Using the XML Extract Component

The XML Extract Component is a transformation component used to extract column data from XML documents. Configure your outputs by importing an example XML, Importing an XSD schema, or manually adding/removing nodes. From there just configure the columns for each output and the component is ready to extract data from XML documents from the Input.

Design Page

This page allows you to import an example XML document or an XSD schema to generate the expected hierarchy of incoming XML documents. From there you can add and remove nodes manually to refine the structure.

XML Extract Editor - Design Page

Once you've added some nodes by either importing or manually adding, you may need to refine the structure by editing the node properties. The following properties will have an effect on the extract process:

  • XML Name - This is the name of the element or attribute as it is in the expected XML. Notice when this property is changed the XPath and Data Name properties are automatically updated.
  • Data Name - This is the name of the Output (green rows) or Column (yellow rows). Notice that some rows do not have a Data Name property. This is because these are nodes that define hierarchy and have no immediate value to extract. These nodes are important however because it affects the XPath of child nodes.
  • Type - There are 6 different XML node types to choose from:
    • Complex Element - This node contains other nodes of any other type. 
    • Repeating Complex Elements  - This is a Complex Element that may repeat multiple times at the current XPath position.
    • Element - This node is a basic element containing a value.
    • Repeating Elements (Column)  - This node is a basic element containing a value that may repeat multiple times at the current XPath position. The output column will contain delimited text of all the values. You can change the qualifier and delimiter values of the delimited text in the Columns Page.
    • Repeating Elements (Output)  - This node is a basic element containing a value that may repeat multiple times at the current XPath position. This type will create a new output with a record for each occurrence of the element.
    • Attribute - This node is an attribute of the parent node.

  • Prefix - This contains a list of prefixes defined in the Namespaces table in the General Page, along with two special values:
      • <<Inherit>> - This node has the same prefix used by its parent. If there is no parent, then there is no prefix.
      • <<None>> - This node will use no prefix, even if its parent does.
  • XPath - This property is not editable but instead generated based on the above properties.
General Page

Configure Input and Output settings, along with defining namespaces.

XML Extract Editor - General Page

XML Column

Specifies the input column that contains the XML to extract.

Null Mode

Specifies what represents a NULL value in the XML. There are three options:

  • Not Found - If an element cannot be found then the value is NULL.
  • Empty String - If an element cannot be found or is empty then the value is NULL.
  • xsi:nil - If an element cannot be found or the element has an attribute of "xsi:nil" set to "True" then the value is NULL.

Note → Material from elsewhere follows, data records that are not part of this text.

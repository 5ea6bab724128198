//! Generator and evaluator capability seams
//!
//! The two AI roles this core coordinates are abstract: a generator turns a
//! prompt plus current code into either a plain-text answer or a patch
//! proposal, and an evaluator cross-checks a validated patch. Both may emit
//! stream events through the provided channel while running; the
//! orchestrator sequences those concurrently with awaiting the reply.

use async_trait::async_trait;
use serde::{Deserialize, Serialize};
use tokio::sync::mpsc;

use patchflow_stream::StreamEvent;

/// Input to one generator invocation
#[derive(Debug, Clone, PartialEq, Eq, Serialize, Deserialize)]
pub struct GenerateRequest {
    /// The user's request (or a retry prompt built from feedback)
    pub prompt: String,
    /// Code the patch must apply to
    pub current_code: String,
    /// Feedback from a failed prior iteration, if any
    #[serde(skip_serializing_if = "Option::is_none")]
    pub feedback: Option<String>,
}

/// What the generator produced
#[derive(Debug, Clone, PartialEq, Eq, Serialize, Deserialize)]
#[serde(tag = "type", rename_all = "snake_case")]
pub enum GeneratorReply {
    /// Plain-text answer; terminal, no patch workflow follows
    Text {
        /// Answer content
        content: String,
    },
    /// A proposed unified-diff patch
    Patch {
        /// Unified diff text
        patch: String,
        /// Natural-language description of the change
        description: String,
    },
}

/// Input to one evaluator invocation
#[derive(Debug, Clone, PartialEq, Eq, Serialize, Deserialize)]
pub struct EvaluateRequest {
    /// Code before the patch
    pub original_code: String,
    /// Code after the patch (already validated as structurally sound)
    pub patched_code: String,
    /// Generator's description of the change
    pub description: String,
    /// The user's original request
    pub prompt: String,
}

/// The evaluator's decision
///
/// `commit_message` is only meaningful when `approved` is true but is always
/// present (possibly empty) to keep the shape uniform.
#[derive(Debug, Clone, PartialEq, Eq, Serialize, Deserialize)]
pub struct EvaluationVerdict {
    /// Whether the patch should move to human review
    pub approved: bool,
    /// The evaluator's reasoning, fed back to the generator on rejection
    pub reasoning: String,
    /// Suggested commit message
    pub commit_message: String,
}

/// Failures inside a capability implementation
#[derive(Debug, Clone, thiserror::Error)]
pub enum CapabilityError {
    /// Generator call failed
    #[error("generator failed: {0}")]
    Generator(String),

    /// Evaluator call failed
    #[error("evaluator failed: {0}")]
    Evaluator(String),
}

/// The code-writing AI role
#[async_trait]
pub trait Generator: Send + Sync {
    /// Produce a text answer or a patch proposal
    ///
    /// Progress events go through `events`; the sender is dropped when the
    /// call completes, which ends the sequencing loop.
    async fn generate(
        &self,
        request: GenerateRequest,
        events: mpsc::Sender<StreamEvent>,
    ) -> Result<GeneratorReply, CapabilityError>;
}

/// The reviewing AI role
#[async_trait]
pub trait Evaluator: Send + Sync {
    /// Judge a validated patch
    async fn evaluate(
        &self,
        request: EvaluateRequest,
        events: mpsc::Sender<StreamEvent>,
    ) -> Result<EvaluationVerdict, CapabilityError>;
}
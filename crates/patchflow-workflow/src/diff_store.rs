//! Diff record persistence seam

use async_trait::async_trait;

use crate::diff_record::Diff;
use crate::error::StorageError;

/// Durable storage for diff records
#[async_trait]
pub trait DiffStore: Send + Sync {
    /// Persist a new diff
    async fn insert(&self, diff: Diff) -> Result<(), StorageError>;

    /// Fetch a diff by id
    async fn get(&self, diff_id: &str) -> Result<Option<Diff>, StorageError>;

    /// Overwrite an existing diff (status transitions, feedback, commit id)
    async fn update(&self, diff: Diff) -> Result<(), StorageError>;
}
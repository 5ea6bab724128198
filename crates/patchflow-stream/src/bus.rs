//! Realtime transport seam
//!
//! The core publishes progress to connected clients through this trait.
//! Delivery is fire-and-forget, at-most-once; the core never blocks on
//! subscriber acknowledgment and never fails a run over a publish error.

use async_trait::async_trait;
use serde::{Deserialize, Serialize};

use crate::error::BusError;
use crate::message::ConversationMessage;

/// Events fanned out to realtime subscribers
#[derive(Debug, Clone, PartialEq, Serialize, Deserialize)]
#[serde(tag = "type", rename_all = "snake_case")]
pub enum BusEvent {
    /// A new conversation message exists
    ConversationMessage {
        /// The projected message
        message: ConversationMessage,
    },
    /// A proposed patch failed validation during a run
    ValidationError {
        /// Owning session
        session_id: String,
        /// Iteration that produced the invalid patch
        iteration: u32,
        /// Verbatim validation diagnostic
        error: String,
    },
    /// The evaluator approved a patch and a diff is awaiting human review
    DiffCreated {
        /// Id of the new diff record
        diff_id: String,
        /// Owning session
        session_id: String,
        /// Evaluator-suggested commit message
        commit_message: String,
    },
}

/// Publish/subscribe fan-out to connected clients
#[async_trait]
pub trait RealtimeBus: Send + Sync {
    /// Publish an event on a channel
    ///
    /// Implementations should return quickly; slow subscribers must not
    /// stall the caller.
    async fn publish(&self, channel: &str, event: BusEvent) -> Result<(), BusError>;
}
//! Error types for patch parsing and application
//!
//! Display text is fed back verbatim to the generator on retry, so every
//! variant spells out what went wrong and where.

/// Errors raised while parsing or applying a unified diff
#[derive(Debug, Clone, PartialEq, Eq, thiserror::Error)]
pub enum PatchError {
    /// Hunk header did not match `@@ -start[,count] +start[,count] @@`
    #[error("malformed hunk header: {0}")]
    MalformedHunkHeader(String),

    /// A hunk body line started with something other than ' ', '-' or '+'
    #[error("unrecognized line prefix {prefix:?} at patch line {line}")]
    UnknownLinePrefix {
        /// Offending prefix character
        prefix: char,
        /// 1-based line number within the patch text
        line: usize,
    },

    /// Hunk body line counts disagree with the counts in its header
    #[error(
        "hunk at patch line {header_line} declares -{old_count},+{new_count} \
         but its body spans {actual_old} old and {actual_new} new lines"
    )]
    InconsistentHunk {
        /// 1-based patch line of the hunk header
        header_line: usize,
        /// Declared old-side count
        old_count: usize,
        /// Declared new-side count
        new_count: usize,
        /// Old-side lines actually present (context + remove)
        actual_old: usize,
        /// New-side lines actually present (context + add)
        actual_new: usize,
    },

    /// Hunk addresses lines past the end of the original text
    #[error("hunk start {start} is beyond the end of the original ({len} lines)")]
    OutOfBounds {
        /// 1-based old-side start of the offending hunk
        start: usize,
        /// Number of lines in the original
        len: usize,
    },

    /// Hunks are out of order or overlap an earlier hunk
    #[error("hunk starting at old line {start} overlaps a previous hunk")]
    OverlappingHunks {
        /// 1-based old-side start of the offending hunk
        start: usize,
    },

    /// A context line did not match the original at its position
    #[error("context mismatch at line {line}: expected {expected:?}, found {found:?}")]
    ContextMismatch {
        /// 1-based line number in the original text
        line: usize,
        /// Context content the patch claimed
        expected: String,
        /// What the original actually contains
        found: String,
    },

    /// A remove line pointed past the end of the original
    #[error("cannot remove line {line}: original has only {len} lines")]
    RemovePastEnd {
        /// 1-based line number the hunk tried to remove
        line: usize,
        /// Number of lines in the original
        len: usize,
    },
}

#[cfg(test)]
mod tests {
    use super::*;

    #[test]
    fn patch_error_display_is_verbatim_friendly() {
        let err = PatchError::ContextMismatch {
            line: 3,
            expected: "return x".to_string(),
            found: "return y".to_string(),
        };
        assert_eq!(
            err.to_string(),
            "context mismatch at line 3: expected \"return x\", found \"return y\""
        );
    }

    #[test]
    fn out_of_bounds_display() {
        let err = PatchError::OutOfBounds { start: 12, len: 4 };
        assert!(err.to_string().contains("beyond the end of the original"));
    }
}
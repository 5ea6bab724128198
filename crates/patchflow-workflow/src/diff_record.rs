//! The durable review unit
//!
//! A `Diff` is created when the evaluator approves a patch and is advanced
//! by human action (approve/reject) and finally by commit. Status moves
//! strictly forward; a rejected diff is terminal and any retry produces a
//! brand-new record, preserving full audit history.

use chrono::{DateTime, Utc};
use serde::{Deserialize, Serialize};

/// Lifecycle status of a diff
#[derive(Debug, Clone, Copy, PartialEq, Eq, Serialize, Deserialize)]
#[serde(rename_all = "snake_case")]
pub enum DiffStatus {
    /// Passed evaluator review, awaiting human review
    EvaluatorApproved,
    /// Approved by a human, awaiting commit
    HumanApproved,
    /// Rejected by a human; terminal for this record
    HumanRejected,
    /// Committed to the version store; terminal
    Committed,
}

impl std::fmt::Display for DiffStatus {
    fn fmt(&self, f: &mut std::fmt::Formatter<'_>) -> std::fmt::Result {
        let s = match self {
            DiffStatus::EvaluatorApproved => "evaluator_approved",
            DiffStatus::HumanApproved => "human_approved",
            DiffStatus::HumanRejected => "human_rejected",
            DiffStatus::Committed => "committed",
        };
        f.write_str(s)
    }
}

/// An evaluator-approved patch awaiting human review and commit
#[derive(Debug, Clone, PartialEq, Serialize, Deserialize)]
pub struct Diff {
    /// Globally unique id
    pub id: String,
    /// Owning session
    pub session_id: String,
    /// Version-store target the patch applies to
    pub target: String,
    /// Version-store head captured when generation started
    pub base_version: Option<String>,
    /// The proposed unified diff text
    pub diff_content: String,
    /// Lifecycle status; the only mutable field besides feedback and the
    /// committed version
    pub status: DiffStatus,
    /// Why the evaluator approved the patch
    pub evaluator_reasoning: String,
    /// Evaluator-suggested commit message
    pub commit_message: String,
    /// Feedback recorded on human rejection
    #[serde(skip_serializing_if = "Option::is_none")]
    pub human_feedback: Option<String>,
    /// Version id written at commit time
    #[serde(skip_serializing_if = "Option::is_none")]
    pub committed_version: Option<String>,
    /// Creation timestamp
    pub created_at: DateTime<Utc>,
    /// Last-update timestamp
    pub updated_at: DateTime<Utc>,
}

impl Diff {
    /// Create a freshly evaluator-approved diff
    #[must_use]
    #[allow(clippy::too_many_arguments)]
    pub fn evaluator_approved(
        session_id: impl Into<String>,
        target: impl Into<String>,
        base_version: Option<String>,
        diff_content: impl Into<String>,
        evaluator_reasoning: impl Into<String>,
        commit_message: impl Into<String>,
    ) -> Self {
        let now = Utc::now();
        Self {
            id: uuid::Uuid::new_v4().to_string(),
            session_id: session_id.into(),
            target: target.into(),
            base_version,
            diff_content: diff_content.into(),
            status: DiffStatus::EvaluatorApproved,
            evaluator_reasoning: evaluator_reasoning.into(),
            commit_message: commit_message.into(),
            human_feedback: None,
            committed_version: None,
            created_at: now,
            updated_at: now,
        }
    }

    /// Whether this diff can still move forward
    #[inline]
    #[must_use]
    pub fn is_terminal(&self) -> bool {
        matches!(
            self.status,
            DiffStatus::HumanRejected | DiffStatus::Committed
        )
    }
}
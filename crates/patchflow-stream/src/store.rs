//! Message persistence seam and the per-session write queue
//!
//! Persistence is issued in the background so transport emission never waits
//! on the store, but writes for one session flow through a single queue and
//! a single writer task. That keeps storage order identical to emission
//! order even when the store is slow.

use std::sync::Arc;

use async_trait::async_trait;
use tokio::sync::mpsc;

use crate::error::StoreError;
use crate::message::ConversationMessage;

/// Durable conversation message storage
#[async_trait]
pub trait MessageStore: Send + Sync {
    /// Insert a message, idempotently by id
    ///
    /// A second write with an existing id must be a no-op keeping the first
    /// content, not an error.
    async fn upsert(&self, message: ConversationMessage) -> Result<(), StoreError>;
}

/// Ordered, per-session background persistence queue
///
/// Cloning shares the queue. The writer task is detached: it drains every
/// message already enqueued even if the enqueuing run is cancelled, so
/// partial transcripts survive.
#[derive(Debug, Clone)]
pub struct PersistenceQueue {
    tx: mpsc::UnboundedSender<ConversationMessage>,
}

impl PersistenceQueue {
    /// Spawn the writer task for one session's messages
    #[must_use]
    pub fn spawn(store: Arc<dyn MessageStore>) -> Self {
        let (tx, mut rx) = mpsc::unbounded_channel::<ConversationMessage>();

        tokio::spawn(async move {
            while let Some(message) = rx.recv().await {
                let id = message.id.clone();
                if let Err(e) = store.upsert(message).await {
                    tracing::error!(message_id = %id, error = %e, "failed to persist message");
                }
            }
        });

        Self { tx }
    }

    /// Enqueue a message for persistence without waiting for the write
    pub fn enqueue(&self, message: ConversationMessage) {
        if self.tx.send(message).is_err() {
            // Writer gone; only possible during shutdown
            tracing::warn!("persistence queue closed, dropping message");
        }
    }
}
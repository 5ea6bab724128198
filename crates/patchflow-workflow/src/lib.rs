//! Patchflow Workflow - generator/evaluator orchestration and diff lifecycle
//!
//! The coordination layer of the patch workflow:
//! - Drives the bounded Generate -> Validate -> Evaluate retry loop
//! - Persists evaluator-approved patches as reviewable diff records
//! - Advances diffs through human review and optimistic commit
//!
//! # Example
//!
//! ```rust,ignore
//! use patchflow_workflow::{WorkflowConfig, WorkflowOrchestrator, WorkflowRequest};
//!
//! # async fn example(orchestrator: WorkflowOrchestrator) {
//! let outcome = orchestrator
//!     .run(WorkflowRequest {
//!         session_id: "session-1".into(),
//!         target: "main.py".into(),
//!         channel: "project_demo".into(),
//!         prompt: "add a docstring".into(),
//!         current_code: "def hello():\n    return 'world'\n".into(),
//!     })
//!     .await;
//! # let _ = outcome;
//! # }
//! ```

#![warn(unreachable_pub)]

pub mod capability;
pub mod config;
pub mod diff_record;
pub mod diff_store;
pub mod error;
pub mod lifecycle;
pub mod orchestrator;
pub mod version_store;

// Re-exports for convenience
pub use capability::{
    CapabilityError, EvaluateRequest, EvaluationVerdict, Evaluator, GenerateRequest, Generator,
    GeneratorReply,
};
pub use config::WorkflowConfig;
pub use diff_record::{Diff, DiffStatus};
pub use diff_store::DiffStore;
pub use error::{LifecycleError, StorageError, WorkflowError};
pub use lifecycle::DiffLifecycle;
pub use orchestrator::{
    rejection_followup_prompt, WorkflowOrchestrator, WorkflowOutcome, WorkflowRequest,
};
pub use version_store::VersionStore;
//! Error types for orchestration and the diff lifecycle
//!
//! The taxonomy keeps recoverable generation failures, terminal exhaustion,
//! caller bugs (wrong lifecycle state) and lost commit races distinct; none
//! of them are ever silently coerced into one another.

use patchflow_diff::PatchError;

use crate::diff_record::DiffStatus;

/// Storage seam failures (diff store and version store)
#[derive(Debug, Clone, thiserror::Error)]
pub enum StorageError {
    /// Backend rejected or failed the operation
    #[error("storage backend failure: {0}")]
    Backend(String),

    /// The named target has no content in the version store
    #[error("unknown target: {0}")]
    UnknownTarget(String),
}

/// Failures of a whole orchestrator run
#[derive(Debug, thiserror::Error)]
pub enum WorkflowError {
    /// The retry bound was reached without an approved patch
    #[error("iteration limit reached without approval after {attempts} attempts")]
    IterationExhausted {
        /// Generation attempts actually made
        attempts: u32,
    },

    /// A capability implementation failed outright
    #[error(transparent)]
    Capability(#[from] crate::capability::CapabilityError),

    /// A storage seam failed
    #[error(transparent)]
    Storage(#[from] StorageError),
}

/// Failures of a review or commit operation
#[derive(Debug, thiserror::Error)]
pub enum LifecycleError {
    /// No diff with that id
    #[error("diff not found: {0}")]
    NotFound(String),

    /// Operation attempted against a diff in the wrong state
    ///
    /// Always a caller bug or a race; surfaced immediately, never retried,
    /// and guaranteed to have produced zero side effects.
    #[error("diff {diff_id} is {actual}, expected {expected}")]
    InvalidState {
        /// Diff the operation targeted
        diff_id: String,
        /// Status the operation requires
        expected: DiffStatus,
        /// Status the diff is actually in
        actual: DiffStatus,
    },

    /// The stored patch no longer applies to the current base text
    #[error("failed to apply stored patch: {0}")]
    PatchApply(#[from] PatchError),

    /// The base version drifted between approval and commit
    ///
    /// Distinct from a patch-apply failure so the caller can re-derive the
    /// diff against the new base instead of blindly retrying.
    #[error("stale base version: diff was generated against {expected:?} but head is {actual:?}")]
    StaleBaseVersion {
        /// Base version recorded on the diff
        expected: Option<String>,
        /// Version-store head observed at commit time
        actual: Option<String>,
    },

    /// A storage seam failed
    #[error(transparent)]
    Storage(#[from] StorageError),
}

#[cfg(test)]
mod tests {
    use super::*;

    #[test]
    fn invalid_state_display_names_both_states() {
        let err = LifecycleError::InvalidState {
            diff_id: "d1".to_string(),
            expected: DiffStatus::EvaluatorApproved,
            actual: DiffStatus::Committed,
        };
        let text = err.to_string();
        assert!(text.contains("committed"));
        assert!(text.contains("evaluator_approved"));
    }

    #[test]
    fn stale_base_is_not_a_patch_error() {
        let err = LifecycleError::StaleBaseVersion {
            expected: Some("aaa".to_string()),
            actual: Some("bbb".to_string()),
        };
        assert!(err.to_string().starts_with("stale base version"));
    }
}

In the Outputs data grid, you can check and uncheck outputs to specify if you wish to have these outputs in your component. You can also configure the following properties:

  • Output Name - The name of the output
  • Key Field - This specifies the identifier column for this output. This is important for linking outputs with each other. By default, the Key Field is set to '_RowIndex' which is a special field that contains the current count of this output element. This is useful because many times an XML object will have no key field because relationships are defined hierarchically. During runtime, the value of this field will go into the _ParentKeyField field of all of this output's children. 

Add and remove namespaces (by clicking the '+' and '-' buttons) and assign them prefixes. Note, the prefix does not need to match that of the incoming XML. It is simply used as an alias in XPaths that use this namespace.

Columns Page

Configure column settings for each output.

XML Extract Editor - Columns Page

Select the output whose columns you wish to configure in the top left combo box. Select a column in the data grid on the left to populate its properties in the property grid on the right. There are a couple of special columns to take note of:

  • _RowIndex - This column contains the current count of this output element. 
  • _ParentKeyField - This column contains the value of this records parent key field.
Error Handling

This page allows you to specify how errors should be handled when they happen.

XML Extract Editor - Error Handling Page

There are three options available. 
  1. Fail on error
  2. Redirect rows to error output
  3. Ignore error

When the Redirect rows to error output option is selected, rows that failed to be sent will be redirected to the 'Error Output' output of the Transformation Component. As indicated in the screenshot below, the blue output connection represents rows that were successfully sent, and the red 'Error Output' connection represents rows that were erroneous. The 'ErrorMessage' output column found in the 'Error Output' may contain the error message that was reported by the component.

XML Extract Editor - Error Output

  • Element - This node is a basic element containing a value.